WHAT THE TASK ASKS:
Across the listing below, how many lines have the word "crate" in them? Provide only the number.

(Beginning of RECORDS PROVIDED)

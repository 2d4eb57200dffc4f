use super::common::*;
use axum::extract::State;
use axum::http::{header, Request, StatusCode};
use serde_json::{json, Value};
use std::sync::Arc;
use tower::ServiceExt;

use crate::diagnostic::router::{diagnostic_router, evaluate_handler, EvaluationRequest};
use crate::diagnostic::{DiagnosticEngine, IncompleteAnswerPolicy, QuestionId};

fn evaluate_request(body: Value) -> Request<axum::body::Body> {
    Request::post("/api/v1/diagnostic/evaluate")
        .header(header::CONTENT_TYPE, "application/json")
        .body(axum::body::Body::from(
            serde_json::to_vec(&body).expect("serialize body"),
        ))
        .expect("request builds")
}

#[tokio::test]
async fn evaluate_route_scores_complete_answer_sets() {
    let router = diagnostic_router(Arc::new(DiagnosticEngine::default()));
    let answers = serde_json::to_value(all_no()).expect("answers serialize");

    let response = router
        .oneshot(evaluate_request(json!({ "answers": answers })))
        .await
        .expect("route executes");

    assert_eq!(response.status(), StatusCode::OK);
    let payload = read_json_body(response).await;
    assert!(payload.get("evaluated_at").is_some());
    assert_eq!(payload["total_score"], json!(0));
    let results = payload["results"].as_array().expect("results array");
    assert_eq!(results.len(), 5);
    assert!(results.iter().all(|result| result["status"] == json!("red")));
    assert_eq!(
        results[0]["dimension_id"],
        json!("internal-customer-identification")
    );
    let patterns: Vec<&str> = payload["patterns"]
        .as_array()
        .expect("patterns array")
        .iter()
        .filter_map(|pattern| pattern["id"].as_str())
        .collect();
    assert_eq!(patterns, vec!["funded-not-adopted", "foundation-before-pilots"]);
}

#[tokio::test]
async fn evaluate_route_ignores_large_unknown_ids() {
    let router = diagnostic_router(Arc::new(DiagnosticEngine::default()));
    let mut answers = serde_json::to_value(all_yes()).expect("answers serialize");
    answers["300"] = json!(true);
    answers["70000"] = json!(false);

    let response = router
        .oneshot(evaluate_request(json!({ "answers": answers })))
        .await
        .expect("route executes");

    assert_eq!(response.status(), StatusCode::OK);
    let payload = read_json_body(response).await;
    assert_eq!(payload["total_score"], json!(18));
    assert_eq!(payload["gap_count"], json!(0));
    assert_eq!(payload["patterns"], json!([]));
}

#[tokio::test]
async fn evaluate_route_reports_missing_questions() {
    let router = diagnostic_router(Arc::new(DiagnosticEngine::default()));

    let response = router
        .oneshot(evaluate_request(json!({ "answers": { "1": true, "2": false } })))
        .await
        .expect("route executes");

    assert_eq!(response.status(), StatusCode::UNPROCESSABLE_ENTITY);
    let payload = read_json_body(response).await;
    let missing = payload["missing_question_ids"]
        .as_array()
        .expect("missing ids listed");
    assert_eq!(missing.len(), 16);
    assert_eq!(missing[0], json!(3));
    assert!(payload["error"]
        .as_str()
        .unwrap_or_default()
        .contains("incomplete"));
}

#[tokio::test]
async fn evaluate_handler_honours_lenient_policy() {
    let engine = Arc::new(engine(IncompleteAnswerPolicy::TreatAsNo));
    let mut answers = crate::diagnostic::AnswerSet::new();
    answers.record(QuestionId(13), true);

    let response = evaluate_handler(State(engine), axum::Json(EvaluationRequest { answers })).await;

    assert_eq!(response.status(), StatusCode::OK);
    let payload = read_json_body(response).await;
    assert_eq!(payload["total_score"], json!(1));
    assert_eq!(payload["gap_count"], json!(5));
    assert_eq!(payload["show_workshop_callout"], json!(true));
}

#[tokio::test]
async fn catalog_route_exposes_questions_and_copy() {
    let router = diagnostic_router(Arc::new(DiagnosticEngine::default()));

    let response = router
        .oneshot(
            Request::get("/api/v1/diagnostic/catalog")
                .body(axum::body::Body::empty())
                .expect("request builds"),
        )
        .await
        .expect("route executes");

    assert_eq!(response.status(), StatusCode::OK);
    let payload = read_json_body(response).await;
    let dimensions = payload["dimensions"].as_array().expect("dimensions");
    assert_eq!(dimensions.len(), 5);
    let question_count: usize = dimensions
        .iter()
        .map(|dimension| dimension["questions"].as_array().map_or(0, Vec::len))
        .sum();
    assert_eq!(question_count, 18);
    assert_eq!(dimensions[3]["threshold"], json!(1));
    assert_eq!(payload["patterns"].as_array().map(Vec::len), Some(5));
    assert!(payload["patterns"][0].get("rule").is_none());
    assert_eq!(
        payload["call_to_action"]["contact"]["website"],
        json!("aieutics.com")
    );
    assert!(payload["attribution"]
        .as_str()
        .unwrap_or_default()
        .starts_with("Developed by Aieutics"));
}

#[tokio::test]
async fn malformed_answers_are_rejected_by_the_extractor() {
    let router = diagnostic_router(Arc::new(DiagnosticEngine::default()));

    let response = router
        .oneshot(evaluate_request(json!({ "answers": { "1": "perhaps" } })))
        .await
        .expect("route executes");

    assert!(response.status().is_client_error());
}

(End of RECORDS PROVIDED)

WRITTEN RESPONSE:
3